Question: In recent years, the importance of privacy computing technology has been widely recognized in the market, but there is a divergence on whether it is an indispensable technology at the technical level. Some experts point out that although the cost of privacy computing is high, there may be alternative technologies with higher cost-effectiveness. Is there really an urgent need for privacy computing to gain widespread recognition from market institutions? What obstacles does it need to overcome?
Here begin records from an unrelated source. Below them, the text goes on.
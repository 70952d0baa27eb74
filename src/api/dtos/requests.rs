use chrono::{DateTime, Utc};
use serde::{Deserialize, Deserializer};
use crate::domain::models::event::{EventPatch, NewEventParams};

/// Lets a field tell "absent" (`None`) apart from an explicit `null`
/// (`Some(None)`). Use together with `#[serde(default)]`.
fn deserialize_some<'de, T, D>(deserializer: D) -> Result<Option<T>, D::Error>
where
    T: Deserialize<'de>,
    D: Deserializer<'de>,
{
    Deserialize::deserialize(deserializer).map(Some)
}

#[derive(Deserialize)]
pub struct CreateEventRequest {
    pub name: String,
    pub location: String,
    pub start_time: DateTime<Utc>,
    pub end_time: DateTime<Utc>,
    pub organizer_email: String,
    pub organizer_name: Option<String>,
    pub description: Option<String>,
    pub link: Option<String>,
    pub image_url: Option<String>,
    pub capacity: Option<i32>,
}

impl From<CreateEventRequest> for NewEventParams {
    fn from(req: CreateEventRequest) -> Self {
        NewEventParams {
            name: req.name,
            location: req.location,
            start_time: req.start_time,
            end_time: req.end_time,
            organizer_email: req.organizer_email,
            organizer_name: req.organizer_name,
            description: req.description,
            link: req.link,
            image_url: req.image_url,
            capacity: req.capacity,
        }
    }
}

#[derive(Deserialize, Default)]
pub struct UpdateEventRequest {
    pub name: Option<String>,
    pub location: Option<String>,
    pub start_time: Option<DateTime<Utc>>,
    pub end_time: Option<DateTime<Utc>>,
    pub organizer_email: Option<String>,
    pub organizer_name: Option<String>,
    pub description: Option<String>,
    #[serde(default, deserialize_with = "deserialize_some")]
    pub link: Option<Option<String>>,
    #[serde(default, deserialize_with = "deserialize_some")]
    pub image_url: Option<Option<String>>,
    #[serde(default, deserialize_with = "deserialize_some")]
    pub capacity: Option<Option<i32>>,
}

impl From<UpdateEventRequest> for EventPatch {
    fn from(req: UpdateEventRequest) -> Self {
        EventPatch {
            name: req.name,
            location: req.location,
            start_time: req.start_time,
            end_time: req.end_time,
            organizer_email: req.organizer_email,
            organizer_name: req.organizer_name,
            description: req.description,
            link: req.link,
            image_url: req.image_url,
            capacity: req.capacity,
        }
    }
}

#[derive(Deserialize)]
pub struct IssueInvitationRequest {
    pub event_id: String,
    pub edit_id: String,
    /// When present the invitation is also mailed to this address.
    pub email: Option<String>,
}

#[derive(Deserialize)]
pub struct IssuePersonalizedInvitationRequest {
    pub event_id: String,
    pub edit_id: String,
    pub name: String,
    pub email: Option<String>,
}

#[derive(Deserialize)]
pub struct AcceptInvitationRequest {
    pub name: String,
    pub email: String,
}

#[derive(Deserialize)]
pub struct AcceptPersonalizedInvitationRequest {
    pub email: String,
}

#[derive(Deserialize)]
pub struct CreateCommentRequest {
    pub event_id: String,
    pub author_id: String,
    pub content: String,
    pub parent_id: Option<String>,
}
Wei Tao: The development trajectory of privacy computing technology is quite similar to the photovoltaic industry. When photovoltaic technology was first introduced, it was costly and could not be immediately popularized in all industries. However, as high-demand industries took the lead in adoption and promoted large-scale production, costs gradually decreased. When the cost of photovoltaic power generation dropped to a critical point comparable to coal-fired power generation, it began to be widely used.

Privacy computing follows the same pattern. It will first be applied in high-value data and scenarios. Although the problems solved by privacy computing are not limited to high-value data, the current data leakage issue is very serious. Data from many institutions is being traded on the dark web, leading to serious consequences. However, this is just the tip of the iceberg, as a large amount of data trading in the domestic black market is no longer limited to the dark web, which is a very dangerous phenomenon. Data leaks are occurring on a large scale, causing significant harm to society, and traditional technological paths cannot effectively safeguard data security.

When industries with high-value data and scenarios first establish a privacy computing system and achieve scale to reduce costs, it will be able to serve more industries. We believe that the critical point for each industry scenario is when the cost of privacy computing drops to around 5% of the value of data circulation, which will enable widespread promotion.

Wang Lei: Let me add, although we often mention secure computing, privacy computing is still the consensus within the industry. The reason we no longer frequently mention privacy computing is not to hype a new concept. In everyone's impression, privacy computing is more based on the fusion of multi-party secure computing and federated secure learning, adding assurance that participants cannot steal data from each other. In fact, in the process of large-scale data flow, many application scenarios are not like this.

To give a very practical example, what risks do public data face when opened? When data needs to be opened to the public on the external network, it may not involve data fusion, but there are huge risks, which is why they dare not open it For example, how can we ensure the security of data when transferring data from the government intranet to an external platform? Even if the operation and maintenance company is trustworthy, can the operation and maintenance personnel also be trusted? Is it possible for them to easily steal data by disassembling hard drives or other means? In addition, during the data processing and usage process, even personnel with normal permissions may pose a risk of data leakage.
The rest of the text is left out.